Tarde de no-juegos
En Nochevieja, cuando Anamari, Marta y yo estábamos en mi casa celebrando el nuevo año -nota: a ver si este año se merece la celebración, porque el anterior tuvo poco que celebrar-, quedamos en juntarnos hoy a comer en casa de Anamari y pasar la tarde jugando a juegos de mesa, que a las tres nos gustan.
El lunes no teníamos noticias -Marta y yo consideramos que era Anamari quien debía recordarlo-, así que no teníamos claro si la cosa seguía en pie. De hecho, hasta ayer no escribe un mensaje recordando lo de hoy… bueno, nunca es tarde si la dicha es buena.

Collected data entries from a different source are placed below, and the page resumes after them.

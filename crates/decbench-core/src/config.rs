//! Benchmark run configuration.

use std::time::Duration;

/// Tunable parameters for one benchmark invocation.
///
/// `max_streams` and `target_fps` default to host- and source-derived values
/// (logical CPU count and the source's native frame rate) when unset.
#[derive(Debug, Clone)]
pub struct BenchmarkConfig {
    /// Maximum number of concurrent streams to test.
    pub max_streams: Option<u32>,
    /// Target frames per second each stream must sustain.
    pub target_fps: Option<f64>,
    /// Measurement window per stream count.
    pub measurement_duration: Duration,
    /// System CPU usage ceiling in percent for a test to pass.
    pub cpu_threshold: f64,
    /// Packet channel capacity per stream.
    pub queue_capacity: usize,
}

impl Default for BenchmarkConfig {
    fn default() -> Self {
        Self {
            max_streams: None,
            target_fps: None,
            measurement_duration: Duration::from_secs(10),
            cpu_threshold: 85.0,
            queue_capacity: 32,
        }
    }
}

impl BenchmarkConfig {
    /// Reject values that would make the run meaningless.
    pub fn validate(&self) -> crate::Result<()> {
        if let Some(n) = self.max_streams
            && n == 0
        {
            return Err(crate::BenchError::Config(
                "max streams must be a positive integer".into(),
            ));
        }
        if let Some(fps) = self.target_fps
            && fps <= 0.0
        {
            return Err(crate::BenchError::Config(
                "target fps must be a positive number".into(),
            ));
        }
        if self.measurement_duration.is_zero() {
            return Err(crate::BenchError::Config(
                "measurement duration must be non-zero".into(),
            ));
        }
        if self.cpu_threshold <= 0.0 || self.cpu_threshold > 100.0 {
            return Err(crate::BenchError::Config(
                "cpu threshold must be in (0, 100]".into(),
            ));
        }
        if self.queue_capacity == 0 {
            return Err(crate::BenchError::Config(
                "queue capacity must be non-zero".into(),
            ));
        }
        Ok(())
    }
}
//! FFmpeg FFI helpers — error translation, string conversion, and the
//! RTSP option dictionary.

use std::ffi::CString;
use std::fmt::{Display, Formatter};

use ffmpeg_sys_next::{AVDictionary, av_dict_free, av_dict_set, av_strerror};

/// POSIX EAGAIN — used with AVERROR() for "try again" semantics.
pub const EAGAIN: i32 = 11;

/// Structured FFmpeg error details for module-specific wrapping.
#[derive(Debug, Clone)]
pub struct FfmpegErrorDetail {
    /// Operation that failed (e.g. `"avformat_open_input"`).
    pub context: String,
    /// Raw FFmpeg error code (negative AVERROR value).
    pub code: i32,
    /// Human-readable message from `av_strerror`.
    pub message: String,
}

impl Display for FfmpegErrorDetail {
    fn fmt(&self, f: &mut Formatter<'_>) -> std::fmt::Result {
        write!(f, "{}: {} (code {})", self.context, self.message, self.code)
    }
}

/// Translate an FFmpeg return code into a structured error.
///
/// On success (`ret >= 0`) this is a no-op.
pub fn check_ffmpeg(ret: i32, context: &str) -> std::result::Result<(), FfmpegErrorDetail> {
    if ret >= 0 {
        return Ok(());
    }
    Err(FfmpegErrorDetail {
        context: context.to_string(),
        code: ret,
        message: error_string(ret),
    })
}

/// Human-readable message for an FFmpeg error code.
pub fn error_string(ret: i32) -> String {
    let mut buf = [0 as std::ffi::c_char; 256];
    // SAFETY: buf is a valid mutable buffer of known length.
    unsafe {
        av_strerror(ret, buf.as_mut_ptr(), buf.len());
    }
    unsafe { std::ffi::CStr::from_ptr(buf.as_ptr()) }
        .to_str()
        .unwrap_or("unknown error")
        .to_string()
}

/// Convert a Rust `&str` to a `CString`, mapping NUL bytes to an error.
pub fn to_cstring(s: &str) -> std::result::Result<CString, String> {
    CString::new(s).map_err(|e| format!("Invalid path string: {e}"))
}

/// Owned `AVDictionary` of open options.
pub struct OptionDict {
    dict: *mut AVDictionary,
}

impl OptionDict {
    /// Standard options for live RTSP sources: TCP transport and a 5-second
    /// socket timeout.
    pub fn rtsp() -> Self {
        let mut dict: *mut AVDictionary = std::ptr::null_mut();
        // SAFETY: av_dict_set allocates the dictionary on first call; the
        // key/value literals are valid C strings.
        unsafe {
            av_dict_set(&mut dict, c"rtsp_transport".as_ptr(), c"tcp".as_ptr(), 0);
            av_dict_set(&mut dict, c"stimeout".as_ptr(), c"5000000".as_ptr(), 0);
        }
        Self { dict }
    }

    pub fn empty() -> Self {
        Self {
            dict: std::ptr::null_mut(),
        }
    }

    /// Pointer handed to `avformat_open_input`, which consumes entries and
    /// may reallocate the dictionary.
    pub fn as_mut_ptr(&mut self) -> *mut *mut AVDictionary {
        &mut self.dict
    }
}

impl Drop for OptionDict {
    fn drop(&mut self) {
        if !self.dict.is_null() {
            // SAFETY: dict was allocated by av_dict_set.
            unsafe { av_dict_free(&mut self.dict) };
        }
    }
}

#[cfg(test)]
mod tests {
    use super::*;

    #[test]
    fn check_ffmpeg_passes_non_negative() {
        assert!(check_ffmpeg(0, "op").is_ok());
        assert!(check_ffmpeg(42, "op").is_ok());
    }

    #[test]
    fn check_ffmpeg_reports_context_and_code() {
        let err = check_ffmpeg(-22, "avcodec_open2").expect_err("negative code");
        assert_eq!(err.context, "avcodec_open2");
        assert_eq!(err.code, -22);
        assert!(err.to_string().contains("avcodec_open2"));
    }

    #[test]
    fn to_cstring_rejects_interior_nul() {
        assert!(to_cstring("ok.mp4").is_ok());
        assert!(to_cstring("bad\0path").is_err());
    }
}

Para ir, Marta y yo quedamos a la 1 en la plaza San Miguel, así que me da tiempo a comprar el roscón antes de ir -como es normal tratándose de Marta, me encargo yo-. Mi primer intento, Los mayses, se revela imposible: se han acabado los roscones de cuatro raciones y solo quedan los de tamaño familia numerosa. Saldrán en una hora, pero no voy a esperar… Mi siguiente opción es El Rincón, aunque miro antes en Martín Martín, y es ahí donde lo compro. Después me entero de que son los mismos, así que seguramente los roscones vengan del mismo sitio.
Vamos a casa de Anamari en autobus. Anamari nos había indicado como ir con el 35 pero el 29 también nos lleva, así que probaremos primero con este último. Como dice Marta, yo “manejo” el autobús -esta chica definitivamente se deja querer-. Al final vamos con el 35 porque el 29 acaba de irse y falta mucho para que venga el siguiente.
Anamari nos había sugerido la 1,30 como hora de llegada, y somos bastante puntuales. Mientras termina la comida, nos tomamos una cerveza -yo- y una cocacola -Anamari-, hablando de todo y de nada. Además, me sorprende con una ballenita de ganchillo. Sencillamente monísima, toda rosa con su chorro de agua azul. Me encanta 😊 La verdad es que hace tiempo que le llevo pidiendo que me haga un cactus de ganchillo, pero no me esperaba que me hiciera nada para hoy. También nos enseña el inicio de lo que será una maceta de girasoles, también en ganchillo. Quiere hacer una para cada una, pero es lento y costoso, así que nos dice que nos lo tomemos con calma.
La comida está buenísima. Ha preparado un coctel de langostinos de entrante y pan portugués -una compañera le ha pasado la receta llamándolo así- relleno de queso y carne. Está buenísimo, pero llena barbaridad. Mañana tengo análisis, además, y no creo que todo este queso ayude a mi colesterol. O al revés, lo ayudará, pero a subir.
De postre, nos tomamos el café con un trozo de roscón. No
está mal, la verdad; lo del Rincón es repetible. En teoría, habíamos previsto
dedicarnos a los juegos de mesa después de comer, pero el hombre propone y Dios
dispone. Al final, en vez de jugar, nos dedicamos a charrar.
Entre otras cosas, nos ponemos al día con las aventuras y desventuras amorosas de Amparo. Parece ser que está entre dos chicos, ¡saliendo con los dos! Entre duda y duda, además de que cada uno es consciente de que el otro existe, también le cuenta sus cuitas a su próximamente exmarido, quien a su vez tiene novia. Parece ser que, en plena vuelta a la adolescencia profunda, además de a su ex, también les cuenta todos los detalles a Anamari y a Susana. Las está volviendo locas. Incluso se autoinvitó a casa de Anamari a hablar -y de paso invitó a Susana y a Mati-. En fin.
Entre unas cosas y otras nos vamos a casa a eso de las 6,30. Ha sido una tarde muy agradable. Lo repetiremos -en mi casa, supongo-.